Politica

PSD e CDS usam Madeira para dar recados nacionais

Os bons resultados do centro-direita nas eleições regionais da Madeira, deste domingo, foram aproveitados para passar mensagens para o Continente. No PSD preferiu-se sublinhar a vitória de uma política de rigor, numa alusão clara ao discurso que se prepara em Lisboa para as legislativas. Enquanto no CDS não se desperdiçou a oportunidade de desvalorizar as sondagens que também no continente têm mostrado o partido de Portas a perder terreno.

Paulo Portas destacou o "resultado especialmente consistente, resistente e sustentado" do CDS na Madeira, "apesar das sondagens e contra as sondagens". Já o vice-presidente do PSD, Marco António Costa falou de uma vitória pelo "sentido de responsabilidade e de manutenção do rigor” contra “aventureirismos eleitorais”.

Na semana em que devem começar as negociações para a renovação da coligação entre PSD e CDS, não é difícil fazer leituras nacionais nas entrelinhas do discurso de Portas e Marco António.

"Pela enésima vez na história deste partido, o povo dá-nos uma força que as empresas de sondagens não conseguem", reclamou Paulo Portas a pouco tempo de se sentar à mesa com Passos Coelho para negociar uma coligação que há quem defenda no PSD que devia ter como base não os resultados eleitorais de 2011, mas um ponderação com a votação das europeias e com as sondagens.

Marco António Costa preferiu apontar as armas contra o PS, ensaiando o discurso que o PSD levará às legislativas, ao dizer que que “os madeirenses rejeitaram os partidos que, numa atitude demagógica e populista, ofereceram, nas suas propostas, uma mensagem de facilitismo e ilusão, quer pelos seus dirigentes regionais quer por dirigentes nacionais que não perderam a oportunidade de se deslocar àquela região autónoma fazendo promessas infindáveis”.

O PSD/Madeira, liderado por Miguel Albuquerque, alcançou 44,33% dos votos e 24 dos 47 deputados eleitos, menos um do que nas últimas eleições.

Para o PSD nacional, a maioria absoluta alcançada por Albuquerque é vista como "catalisador " para as legislativas, uma forma de animar as hostes.

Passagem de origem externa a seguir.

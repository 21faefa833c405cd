//! Binds raw argument text to a command signature.

use super::{tokenize, CommandArgs, CommandArgument, UsageError};

/// Tokenize `raw_args` and bind the tokens to `signature`.
///
/// # Examples
///
/// ```
/// use kimiko::core::{bind, parse_syntax, ArgValue};
///
/// let syntax = parse_syntax("chloe:remindme <event> <date> [repeat:boolean] [users:int...]").unwrap();
/// let args = bind(&syntax.arguments, r#""this is an event" 23:35:20 yes 5050 0o56"#).unwrap();
///
/// assert_eq!(args.get_str("event"), Some("this is an event"));
/// assert_eq!(args.get_bool("repeat"), Some(true));
/// assert_eq!(args.get_list("users"), &[ArgValue::Int(5050), ArgValue::Int(46)]);
/// ```
pub fn bind(signature: &[CommandArgument], raw_args: &str) -> Result<CommandArgs, UsageError> {
    let tokens = tokenize(raw_args)?;
    bind_tokens(signature, &tokens)
}

/// Bind already tokenized input to `signature`.
///
/// The i-th token binds to the i-th argument. Tokens past the end of the
/// signature are only accepted when the last argument is a list. Binding stops
/// at the first token its type rejects.
pub fn bind_tokens(signature: &[CommandArgument], tokens: &[&str]) -> Result<CommandArgs, UsageError> {
    let required = signature.iter().filter(|arg| arg.is_required()).count();
    if tokens.len() < required {
        return Err(UsageError::MissingArguments {
            required,
            supplied: tokens.len(),
        });
    }

    let mut args = CommandArgs::new();

    for (i, token) in tokens.iter().enumerate() {
        let argument = match signature.get(i).or_else(|| signature.last().filter(|arg| arg.is_list())) {
            Some(argument) => argument,
            None => {
                return Err(UsageError::TooManyArguments {
                    max: signature.len(),
                    supplied: tokens.len(),
                });
            }
        };

        let value = argument
            .argument_type()
            .parse(token)
            .ok_or_else(|| UsageError::InvalidValue {
                token: token.to_string(),
                type_name: argument.argument_type().name().to_string(),
            })?;

        if argument.is_list() {
            args.push(argument.name(), value);
        } else {
            args.insert(argument.name(), value);
        }
    }

    Ok(args)
}
//! Declared command parameters.

use std::fmt;

use super::ArgumentType;

/// One parameter of a command signature.
///
/// Renders back to its declaration form: `<name:type>` for required,
/// `[name:type]` for optional, with `...` before the closing bracket for lists.
#[derive(Debug, Clone, PartialEq, Eq)]
#[cfg_attr(feature = "serde", derive(serde::Serialize))]
pub struct CommandArgument {
    name: Box<str>,
    #[cfg_attr(feature = "serde", serde(rename = "type"))]
    argument_type: ArgumentType,
    required: bool,
    list: bool,
}

impl CommandArgument {
    /// Create a new argument.
    pub fn new(name: impl Into<Box<str>>, argument_type: ArgumentType, required: bool, list: bool) -> Self {
        Self {
            name: name.into(),
            argument_type,
            required,
            list,
        }
    }

    /// Get the argument name.
    #[inline]
    pub fn name(&self) -> &str {
        &self.name
    }

    /// Get the argument type.
    #[inline]
    pub fn argument_type(&self) -> &ArgumentType {
        &self.argument_type
    }

    #[inline]
    pub fn is_required(&self) -> bool {
        self.required
    }

    /// Whether this argument collects every remaining token.
    #[inline]
    pub fn is_list(&self) -> bool {
        self.list
    }
}

impl fmt::Display for CommandArgument {
    fn fmt(&self, f: &mut fmt::Formatter<'_>) -> fmt::Result {
        let (open, close) = if self.required { ('<', '>') } else { ('[', ']') };
        let list = if self.list { "..." } else { "" };
        write!(f, "{open}{}:{}{list}{close}", self.name, self.argument_type)
    }
}

#[cfg(test)]
mod tests {
    use super::*;

    #[test]
    fn test_display() {
        let int = ArgumentType::from_name(Some("int")).unwrap();
        let string = ArgumentType::from_name(None).unwrap();

        assert_eq!(CommandArgument::new("event", string, true, false).to_string(), "<event:string>");
        assert_eq!(CommandArgument::new("users", int.clone(), false, true).to_string(), "[users:int...]");
        assert_eq!(CommandArgument::new("n", int, true, true).to_string(), "<n:int...>");
    }
}
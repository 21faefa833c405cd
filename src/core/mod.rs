//! Command syntax, binding and dispatch.
//!
//! This module provides the fundamental building blocks:
//! - [`parse_syntax`] - Parses `domain:name <arg:type> [opt...]` declarations
//! - [`ArgumentType`] - Named, regex-validated argument types
//! - [`bind`] - Binds raw input to a command signature
//! - [`Command`] / [`CommandBuilder`] - Command trees with handlers
//! - [`Dispatcher`] - Resolves input to commands and reports failures
//! - [`CommandConsole`] - System parameter over the app-wide dispatcher

mod identifier;
mod error;
mod argument_type;
mod args;
mod argument;
mod syntax;
mod tokenizer;
mod binder;
mod result;
mod context;
mod command;
mod builder;
mod dispatcher;
mod events;
mod permissions;
mod console;

pub use identifier::Identifier;
pub use error::{ArgumentTypeError, CommandError, IdentifierError, SyntaxError, TokenizeError, UsageError};
pub use argument_type::{ArgumentType, CoerceFn};
pub use args::{ArgValue, CommandArgs};
pub use argument::CommandArgument;
pub use syntax::{parse_argument, parse_syntax, CommandSyntax};
pub use tokenizer::{split_label, tokenize};
pub use binder::{bind, bind_tokens};
pub use result::{CommandResult, ResultKind, ResultPayload, RuntimeFailure, UsageReport};
pub use context::CommandContext;
pub use command::{Command, CommandHandler, SuggestionHandler};
pub(crate) use command::panic_message;
pub use builder::CommandBuilder;
pub use dispatcher::{Dispatcher, ErrorCallback, Translator, DEFAULT_PREFIX};
pub use events::{CommandEventsPlugin, CommandInputEvent, CommandOutputEvent, CommandOutputLevel};
pub use permissions::ConsolePermissions;
pub use console::{CommandConsole, ConsoleContext, ConsoleDispatcher, WorldAction};
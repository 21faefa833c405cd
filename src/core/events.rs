//! Messages connecting the dispatcher to the rest of the app.
//!
//! - Input -> dispatcher: [`CommandInputEvent`]
//! - Dispatcher -> output: [`CommandOutputEvent`]

use bevy::prelude::*;

/// Raw input submitted for dispatch.
///
/// # Examples
///
/// ```ignore
/// fn submit(mut inputs: MessageWriter<CommandInputEvent>) {
///     inputs.write(CommandInputEvent::from_sender("alice", "/remindme lunch 12:00"));
/// }
/// ```
#[derive(Message, Debug, Clone)]
pub struct CommandInputEvent {
    /// The raw input, prefix included.
    pub input: String,
    /// Who typed it. `None` for the local console.
    pub sender: Option<String>,
}

impl CommandInputEvent {
    pub fn new(input: impl Into<String>) -> Self {
        Self {
            input: input.into(),
            sender: None,
        }
    }

    pub fn from_sender(sender: impl Into<String>, input: impl Into<String>) -> Self {
        Self {
            input: input.into(),
            sender: Some(sender.into()),
        }
    }
}

/// Text produced while handling input.
#[derive(Message, Debug, Clone, PartialEq)]
pub struct CommandOutputEvent {
    pub message: String,
    pub level: CommandOutputLevel,
    /// The sender of the input this answers, if any.
    pub sender: Option<String>,
}

/// Output category.
#[derive(Debug, Clone, Copy, PartialEq, Eq, Default)]
pub enum CommandOutputLevel {
    #[default]
    Info,
    Warn,
    Error,
    /// Echo of the input being handled.
    Command,
    /// A handler's reply.
    Result,
}

impl CommandOutputEvent {
    pub fn new(level: CommandOutputLevel, message: impl Into<String>) -> Self {
        Self {
            message: message.into(),
            level,
            sender: None,
        }
    }

    pub fn info(message: impl Into<String>) -> Self {
        Self::new(CommandOutputLevel::Info, message)
    }

    pub fn warn(message: impl Into<String>) -> Self {
        Self::new(CommandOutputLevel::Warn, message)
    }

    pub fn error(message: impl Into<String>) -> Self {
        Self::new(CommandOutputLevel::Error, message)
    }

    pub fn command(message: impl Into<String>) -> Self {
        Self::new(CommandOutputLevel::Command, message)
    }

    pub fn result(message: impl Into<String>) -> Self {
        Self::new(CommandOutputLevel::Result, message)
    }

    /// Address the output to a sender.
    pub fn to_sender(mut self, sender: Option<String>) -> Self {
        self.sender = sender;
        self
    }
}

/// Registers the command messages.
pub struct CommandEventsPlugin;

impl Plugin for CommandEventsPlugin {
    fn build(&self, app: &mut App) {
        app.add_message::<CommandInputEvent>()
            .add_message::<CommandOutputEvent>();
    }
}

#[cfg(test)]
mod tests {
    use super::*;

    #[test]
    fn test_command_input_event() {
        let event = CommandInputEvent::from_sender("alice", "/ping");
        assert_eq!(event.input, "/ping");
        assert_eq!(event.sender.as_deref(), Some("alice"));
        assert!(CommandInputEvent::new("/ping").sender.is_none());
    }

    #[test]
    fn test_command_output_event() {
        let event = CommandOutputEvent::error("Something went wrong").to_sender(Some("bob".into()));
        assert_eq!(event.level, CommandOutputLevel::Error);
        assert_eq!(event.message, "Something went wrong");
        assert_eq!(event.sender.as_deref(), Some("bob"));
    }
}
//! Command dispatcher.
//!
//! Owns the top-level commands, resolves raw input to a command and reports
//! non-success results to a single error callback.

use std::sync::Arc;

use bevy::log::{debug, warn};

use super::{
    split_label, Command, CommandBuilder, CommandContext, CommandError, CommandResult,
    Identifier, ResultKind,
};

/// Receives every non-success result of [`Dispatcher::process_input`].
pub type ErrorCallback<C> = Arc<dyn Fn(&mut C, &CommandResult) + Send + Sync>;

/// Maps a result kind to user-facing text.
pub type Translator<C> = Arc<dyn Fn(&C, ResultKind) -> String + Send + Sync>;

/// The default prefix raw input must start with.
pub const DEFAULT_PREFIX: &str = "/";

/// Command dispatcher for a context type `C`.
///
/// # Examples
///
/// ```
/// use kimiko::core::{CommandResult, Dispatcher};
///
/// let mut dispatcher = Dispatcher::<()>::new();
/// dispatcher
///     .command("bot:ping")
///     .handler(|_, _, _| Ok(CommandResult::success_with("pong")))
///     .register()
///     .unwrap();
///
/// let result = dispatcher.process_input(&mut (), "/ping");
/// assert_eq!(result.message(), Some("pong"));
///
/// // Input without the prefix is not a command
/// assert!(dispatcher.process_input(&mut (), "ping").is_ok());
/// ```
pub struct Dispatcher<C> {
    commands: Vec<Command<C>>,
    prefix: String,
    notice_not_found: bool,
    error_callback: ErrorCallback<C>,
    translator: Translator<C>,
}

impl<C: CommandContext> Dispatcher<C> {
    pub fn new() -> Self {
        Self {
            commands: Vec::new(),
            prefix: DEFAULT_PREFIX.to_string(),
            notice_not_found: false,
            error_callback: Arc::new(default_error_callback::<C>),
            translator: Arc::new(|_: &C, kind: ResultKind| kind.key().to_string()),
        }
    }

    /// Set the prefix raw input must start with. May be empty.
    pub fn prefix(&mut self, prefix: impl Into<String>) -> &mut Self {
        self.prefix = prefix.into();
        self
    }

    /// Set the callback receiving every non-success result.
    ///
    /// The default callback panics on runtime errors and ignores the rest.
    pub fn on_error<F>(&mut self, callback: F) -> &mut Self
    where
        F: Fn(&mut C, &CommandResult) + Send + Sync + 'static,
    {
        self.error_callback = Arc::new(callback);
        self
    }

    /// Whether unmatched input produces [`CommandResult::ERROR_NOT_FOUND`]
    /// instead of a silent success.
    pub fn notice_command_not_found(&mut self, notice: bool) -> &mut Self {
        self.notice_not_found = notice;
        self
    }

    pub fn translator<F>(&mut self, translator: F) -> &mut Self
    where
        F: Fn(&C, ResultKind) -> String + Send + Sync + 'static,
    {
        self.translator = Arc::new(translator);
        self
    }

    #[inline]
    pub fn get_prefix(&self) -> &str {
        &self.prefix
    }

    #[inline]
    pub fn notices_command_not_found(&self) -> bool {
        self.notice_not_found
    }

    /// Start building a command that registers into this dispatcher.
    pub fn command(&mut self, declaration: &str) -> CommandBuilder<'_, C> {
        CommandBuilder::attached(declaration, self)
    }

    /// Register a top-level command.
    ///
    /// Fails if the command is a sub-command of another, or if one of its
    /// labels is taken by a registered command.
    pub fn register(&mut self, command: Command<C>) -> Result<&mut Self, CommandError> {
        if command.has_parent() {
            return Err(CommandError::AlreadyParented {
                id: command.id().clone(),
            });
        }
        if let Some((existing, name)) = self
            .commands
            .iter()
            .find_map(|registered| registered.conflict_with(&command).map(|name| (registered.id(), name)))
        {
            warn!("Command '{}' rejected: '{}' is used by '{}'", command.id(), name, existing);
            return Err(CommandError::Duplicate {
                name,
                existing: existing.clone(),
            });
        }

        debug!("Registered command: {}", command.id());
        self.commands.push(command);
        Ok(self)
    }

    /// Find a top-level command by full id, bare name or alias.
    pub fn get_command(&self, name: &str) -> Option<&Command<C>> {
        self.commands.iter().find(|command| command.matches_name(name, true))
    }

    pub fn get_command_mut(&mut self, name: &str) -> Option<&mut Command<C>> {
        self.commands.iter_mut().find(|command| command.matches_name(name, true))
    }

    #[inline]
    pub fn has_command(&self, name: &str) -> bool {
        self.get_command(name).is_some()
    }

    /// Check if a command with the same identifier is registered.
    pub fn contains(&self, command: &Command<C>) -> bool {
        self.commands.iter().any(|registered| registered.id() == command.id())
    }

    pub fn remove_command(&mut self, id: &Identifier) -> Option<Command<C>> {
        let index = self.commands.iter().position(|command| command.id() == id)?;
        debug!("Removed command: {}", id);
        Some(self.commands.remove(index))
    }

    pub fn clear_commands(&mut self) {
        self.commands.clear();
    }

    /// Registered top-level commands, in registration order.
    #[inline]
    pub fn commands(&self) -> &[Command<C>] {
        &self.commands
    }

    /// Resolve and run `input` without reporting to the error callback.
    pub fn dispatch(&self, context: &mut C, input: &str) -> CommandResult {
        let Some(stripped) = input.strip_prefix(self.prefix.as_str()) else {
            return self.unmatched(split_label(input).map_or("", |(label, _)| label));
        };
        let Some((label, raw_args)) = split_label(stripped) else {
            return self.unmatched("");
        };
        let Some(command) = self.get_command(label) else {
            return self.unmatched(label);
        };

        debug!("Dispatching '{}' to {}", label, command.id());
        command.handle(context, label, raw_args)
    }

    /// Resolve and run `input`, passing any non-success result to the error
    /// callback exactly once before returning it.
    pub fn process_input(&self, context: &mut C, input: &str) -> CommandResult {
        let result = self.dispatch(context, input);
        if !result.is_ok() {
            (self.error_callback)(context, &result);
        }
        result
    }

    /// User-facing text for a result's kind.
    pub fn translate(&self, context: &C, result: &CommandResult) -> String {
        (self.translator)(context, result.kind())
    }

    /// Completion candidates for the last token of `input`.
    ///
    /// Commands the context may not run are never offered.
    pub fn complete(&self, context: &C, input: &str) -> Vec<String> {
        let Some(stripped) = input.strip_prefix(self.prefix.as_str()) else {
            return Vec::new();
        };

        let mut tokens: Vec<&str> = stripped.split_whitespace().collect();
        if stripped.is_empty() || stripped.ends_with(char::is_whitespace) {
            tokens.push("");
        }

        match tokens.as_slice() {
            [partial] => {
                let mut labels: Vec<String> = self
                    .commands
                    .iter()
                    .filter(|command| command.is_permitted(context))
                    .flat_map(|command| command.labels())
                    .filter(|label| label.starts_with(partial))
                    .map(str::to_string)
                    .collect();
                labels.sort();
                labels.dedup();
                labels
            }
            [label, rest @ ..] => match self.get_command(label) {
                Some(command) if command.is_permitted(context) => command.complete(context, label, rest),
                _ => Vec::new(),
            },
            [] => Vec::new(),
        }
    }

    fn unmatched(&self, label: &str) -> CommandResult {
        if self.notice_not_found {
            CommandResult::not_found(label)
        } else {
            CommandResult::SUCCESS
        }
    }
}

impl<C: CommandContext> Default for Dispatcher<C> {
    fn default() -> Self {
        Self::new()
    }
}

impl<C> std::fmt::Debug for Dispatcher<C> {
    fn fmt(&self, f: &mut std::fmt::Formatter<'_>) -> std::fmt::Result {
        f.debug_struct("Dispatcher")
            .field("prefix", &self.prefix)
            .field("notice_not_found", &self.notice_not_found)
            .field("commands", &self.commands)
            .finish_non_exhaustive()
    }
}

fn default_error_callback<C>(_context: &mut C, result: &CommandResult) {
    if result.is_runtime_error() {
        panic!("unhandled command failure: {result}");
    }
    debug!("Command result: {}", result);
}
//! The capability a caller must provide to dispatch commands.

/// Per-dispatch caller context.
///
/// The dispatcher only ever asks one question of it: whether the caller holds
/// a permission. Everything else (replying, the sender's identity, access to
/// the host) is up to the implementing type and is reached from handlers.
/// Contexts are owned values handed to `'static` handlers.
pub trait CommandContext: 'static {
    /// Check if the caller holds `permission`.
    fn has_permission(&self, permission: &str) -> bool;
}

/// The unit context holds every permission.
impl CommandContext for () {
    fn has_permission(&self, _permission: &str) -> bool {
        true
    }
}
use soroban_sdk::{panic_with_error, token, Address, Env};

use crate::storage_types::*;

/// Pull the contribution amount from the contributor into contract custody.
///
/// Raised funds stay with the contract; there is no withdrawal path.
pub fn process_contribution(env: &Env, contributor: &Address, amount: i128) {
    let payment_token: Address = env
        .storage()
        .instance()
        .get(&DataKey::PaymentToken)
        .unwrap_or_else(|| panic_with_error!(env, ArtLaunchError::NotInitialized));

    let token_client = token::TokenClient::new(env, &payment_token);

    token_client.transfer(contributor, &env.current_contract_address(), &amount);
}

/// Mint reward tokens to the contributor at the fixed exchange rate.
///
/// Requires this contract to be the admin of the reward token.
pub fn mint_reward(env: &Env, contributor: &Address, amount: i128) {
    let reward_token: Address = env
        .storage()
        .instance()
        .get(&DataKey::RewardToken)
        .unwrap_or_else(|| panic_with_error!(env, ArtLaunchError::NotInitialized));

    let reward = amount
        .checked_mul(REWARD_RATE)
        .unwrap_or_else(|| panic_with_error!(env, ArtLaunchError::Overflow));

    token::StellarAssetClient::new(env, &reward_token).mint(contributor, &reward);
}

/// Record an accepted contribution against the campaign.
///
/// `goal_reached` flips at most once, the first time the running total
/// meets the funding goal.
pub fn apply_contribution(env: &Env, campaign: &mut Campaign, amount: i128) {
    campaign.amount_raised = campaign
        .amount_raised
        .checked_add(amount)
        .unwrap_or_else(|| panic_with_error!(env, ArtLaunchError::Overflow));

    if !campaign.goal_reached && campaign.amount_raised >= campaign.funding_goal {
        campaign.goal_reached = true;
    }
}
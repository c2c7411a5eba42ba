use soroban_sdk::{panic_with_error, Env};

use crate::storage_types::ArtLaunchError;

/// Convert days to seconds
pub fn days_to_seconds(days: u32) -> u64 {
    days as u64 * 86400
}

/// Check whether the campaign deadline has passed
pub fn deadline_passed(env: &Env, deadline: u64) -> bool {
    env.ledger().timestamp() >= deadline
}

/// Validate funding goal is positive
pub fn validate_goal(env: &Env, goal: i128) {
    if goal <= 0 {
        panic_with_error!(env, ArtLaunchError::InvalidInput);
    }
}

/// Validate duration is at least one day
pub fn validate_duration(env: &Env, days: u32) {
    if days == 0 {
        panic_with_error!(env, ArtLaunchError::InvalidInput);
    }
}
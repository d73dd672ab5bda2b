//! Transport errors and backend error-payload normalization.
//!
//! DESIGN
//! ======
//! The account backend reports failures as a bare string, a list of strings,
//! a `{ "detail": ... }` object, or an object of per-field arrays. Everything
//! is folded into `FieldErrors` so forms render one shape.

#[cfg(test)]
#[path = "error_test.rs"]
mod error_test;

use std::collections::BTreeMap;

use serde::de::DeserializeOwned;
use serde_json::Value;

/// Object keys that carry a form-wide message rather than a field message.
const TOP_LEVEL_KEYS: [&str; 4] = ["detail", "message", "error", "non_field_errors"];

/// Uniform `{ field -> messages }` error shape plus an optional top-level message.
#[derive(Clone, Debug, Default, PartialEq, Eq)]
pub struct FieldErrors {
    pub message: Option<String>,
    pub fields: BTreeMap<String, Vec<String>>,
}

impl FieldErrors {
    /// Form-wide error with no field detail.
    #[must_use]
    pub fn message(message: impl Into<String>) -> Self {
        Self { message: Some(message.into()), fields: BTreeMap::new() }
    }

    /// Single field error.
    #[must_use]
    pub fn field(field: &str, message: impl Into<String>) -> Self {
        let mut errors = Self::default();
        errors.push(field, message);
        errors
    }

    pub fn push(&mut self, field: &str, message: impl Into<String>) {
        self.fields.entry(field.to_owned()).or_default().push(message.into());
    }

    #[must_use]
    pub fn is_empty(&self) -> bool {
        self.message.is_none() && self.fields.is_empty()
    }

    /// Messages attached to `field`, empty when none.
    #[must_use]
    pub fn messages_for(&self, field: &str) -> &[String] {
        self.fields.get(field).map_or(&[], Vec::as_slice)
    }

    /// One-line description: the top-level message, else the first field message.
    #[must_use]
    pub fn summary(&self) -> Option<String> {
        if let Some(message) = &self.message {
            return Some(message.clone());
        }
        self.fields
            .iter()
            .find_map(|(field, messages)| messages.first().map(|m| format!("{field}: {m}")))
    }

    /// Normalize any backend error payload.
    #[must_use]
    pub fn from_payload(value: &Value) -> Self {
        let mut errors = Self::default();
        match value {
            Value::String(_) | Value::Array(_) => {
                let messages = collect_messages(value);
                if !messages.is_empty() {
                    errors.message = Some(messages.join(" "));
                }
            }
            Value::Object(map) => {
                let mut top = Vec::new();
                for (key, inner) in map {
                    if TOP_LEVEL_KEYS.contains(&key.as_str()) {
                        top.extend(collect_messages(inner));
                    } else {
                        errors.push_value(key, inner);
                    }
                }
                if !top.is_empty() {
                    errors.message = Some(top.join(" "));
                }
            }
            Value::Null | Value::Bool(_) | Value::Number(_) => {}
        }
        errors
    }

    /// Normalize a raw response body. Non-JSON text becomes the top-level
    /// message unless it looks like an HTML error page.
    #[must_use]
    pub fn from_body(body: &str) -> Self {
        let trimmed = body.trim();
        if trimmed.is_empty() {
            return Self::default();
        }
        match serde_json::from_str::<Value>(trimmed) {
            Ok(value) => Self::from_payload(&value),
            Err(_) if trimmed.starts_with('<') => Self::default(),
            Err(_) => Self::message(trimmed),
        }
    }

    fn push_value(&mut self, field: &str, value: &Value) {
        match value {
            Value::Object(map) => {
                for (key, inner) in map {
                    self.push_value(&format!("{field}.{key}"), inner);
                }
            }
            Value::Array(items) => {
                for (index, item) in items.iter().enumerate() {
                    if item.is_object() {
                        self.push_value(&format!("{field}.{index}"), item);
                    } else {
                        for message in collect_messages(item) {
                            self.push(field, message);
                        }
                    }
                }
            }
            _ => {
                for message in collect_messages(value) {
                    self.push(field, message);
                }
            }
        }
    }
}

/// Flatten a JSON value into display strings.
fn collect_messages(value: &Value) -> Vec<String> {
    match value {
        Value::Null => Vec::new(),
        Value::String(text) => {
            let text = text.trim();
            if text.is_empty() { Vec::new() } else { vec![text.to_owned()] }
        }
        Value::Bool(_) | Value::Number(_) => vec![value.to_string()],
        Value::Array(items) => items.iter().flat_map(collect_messages).collect(),
        Value::Object(map) => map.values().flat_map(collect_messages).collect(),
    }
}

/// Failure of a single REST call.
#[derive(Clone, Debug, PartialEq, Eq, thiserror::Error)]
pub enum ApiError {
    #[error("network error: {0}")]
    Network(String),
    #[error("request timed out after {0} ms")]
    Timeout(u32),
    #[error("unauthorized")]
    Unauthorized(FieldErrors),
    #[error("forbidden")]
    Forbidden(FieldErrors),
    #[error("request rejected with status {status}")]
    Rejected { status: u16, errors: FieldErrors },
    #[error("malformed response: {0}")]
    Malformed(String),
    #[error("not available outside the browser")]
    Unavailable,
}

/// Map a completed HTTP exchange onto a typed body or an `ApiError`.
///
/// # Errors
///
/// Returns `Unauthorized`/`Forbidden` for 401/403, `Rejected` for any other
/// non-2xx status, and `Malformed` when a 2xx body does not decode as `T`.
pub fn classify_response<T: DeserializeOwned>(status: u16, body: &str) -> Result<T, ApiError> {
    if (200..300).contains(&status) {
        return serde_json::from_str(body).map_err(|e| ApiError::Malformed(e.to_string()));
    }
    let errors = FieldErrors::from_body(body);
    match status {
        401 => Err(ApiError::Unauthorized(errors)),
        403 => Err(ApiError::Forbidden(errors)),
        _ => Err(ApiError::Rejected { status, errors }),
    }
}
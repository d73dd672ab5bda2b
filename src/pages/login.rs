//! Login page: email + password sign-in.
//!
//! SYSTEM CONTEXT
//! ==============
//! The page never navigates on submit itself. A successful `login` flips the
//! session to `Authenticated`, and the signed-in redirect sends the user to
//! `?next=` or their role home.

#[cfg(test)]
#[path = "login_test.rs"]
mod login_test;

use leptos::prelude::*;
use leptos_router::hooks::{use_navigate, use_query_map};

use crate::auth::error::AuthError;
use crate::auth::guard::REGISTER_ROUTE;
use crate::components::form_errors::{FieldMessages, FormBanner};
use crate::net::error::FieldErrors;
use crate::net::types::Credentials;
use crate::util::auth::{install_signed_in_redirect, use_session, use_session_store};

/// Inputs that show their own messages.
pub(crate) const LOGIN_FIELDS: &[&str] = &["email", "password"];

#[component]
pub fn LoginPage() -> impl IntoView {
    let session = use_session();
    let store = use_session_store();
    let query = use_query_map();
    let next = Signal::derive(move || query.with(|q| q.get("next")));
    install_signed_in_redirect(session, next, use_navigate());

    let email = RwSignal::new(String::new());
    let password = RwSignal::new(String::new());
    let error = RwSignal::new(None::<AuthError>);
    let busy = RwSignal::new(false);

    let on_submit = move |ev: leptos::ev::SubmitEvent| {
        ev.prevent_default();
        if busy.get() {
            return;
        }
        let credentials = match validate_login_input(&email.get(), &password.get()) {
            Ok(credentials) => credentials,
            Err(errors) => {
                error.set(Some(AuthError::Invalid(errors)));
                return;
            }
        };
        error.set(None);
        busy.set(true);

        #[cfg(feature = "hydrate")]
        {
            let store = store.clone();
            leptos::task::spawn_local(async move {
                if let Err(e) = store.login(&credentials).await {
                    password.set(String::new());
                    error.set(Some(e));
                }
                busy.set(false);
            });
        }
        #[cfg(not(feature = "hydrate"))]
        {
            let _unused = (&store, credentials);
            busy.set(false);
        }
    };

    view! {
        <div class="auth-page">
            <div class="auth-card">
                <h1>"Sign in"</h1>
                <form class="auth-form" on:submit=on_submit>
                    <input
                        class="auth-input"
                        type="email"
                        placeholder="you@example.com"
                        prop:value=move || email.get()
                        on:input=move |ev| email.set(event_target_value(&ev))
                    />
                    <FieldMessages error=error field="email"/>
                    <input
                        class="auth-input"
                        type="password"
                        placeholder="Password"
                        prop:value=move || password.get()
                        on:input=move |ev| password.set(event_target_value(&ev))
                    />
                    <FieldMessages error=error field="password"/>
                    <FormBanner error=error fields=LOGIN_FIELDS/>
                    <button class="auth-button" type="submit" disabled=move || busy.get()>
                        {move || if busy.get() { "Signing in..." } else { "Sign in" }}
                    </button>
                </form>
                <p class="auth-card__footer">
                    "No account yet? " <a href=REGISTER_ROUTE>"Create one"</a>
                </p>
            </div>
        </div>
    }
}

/// Trim and presence-check the form before any request is made.
pub(crate) fn validate_login_input(email: &str, password: &str) -> Result<Credentials, FieldErrors> {
    let mut errors = FieldErrors::default();
    let email = email.trim();
    if let Some(message) = email_problem(email) {
        errors.push("email", message);
    }
    if password.is_empty() {
        errors.push("password", "Enter your password.");
    }
    if errors.is_empty() { Ok(Credentials::new(email, password)) } else { Err(errors) }
}

/// Shared email rule for the auth forms.
pub(crate) fn email_problem(email: &str) -> Option<&'static str> {
    if email.is_empty() {
        Some("Enter your email.")
    } else if !email.contains('@') {
        Some("Enter a valid email address.")
    } else {
        None
    }
}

O resultado é também bom para o CDS que se mantém como a segunda maior força política na Madeira, contra as expectativas menos positivas das sondagens. Algo que Portas quis usar para dar ânimo aos centristas do continente, também confrontados com sondagens pouco animadoras, como o estudo feito pela Pitagórica para o PSD que mostrava o CDS com apenas 4% das intenções de votos.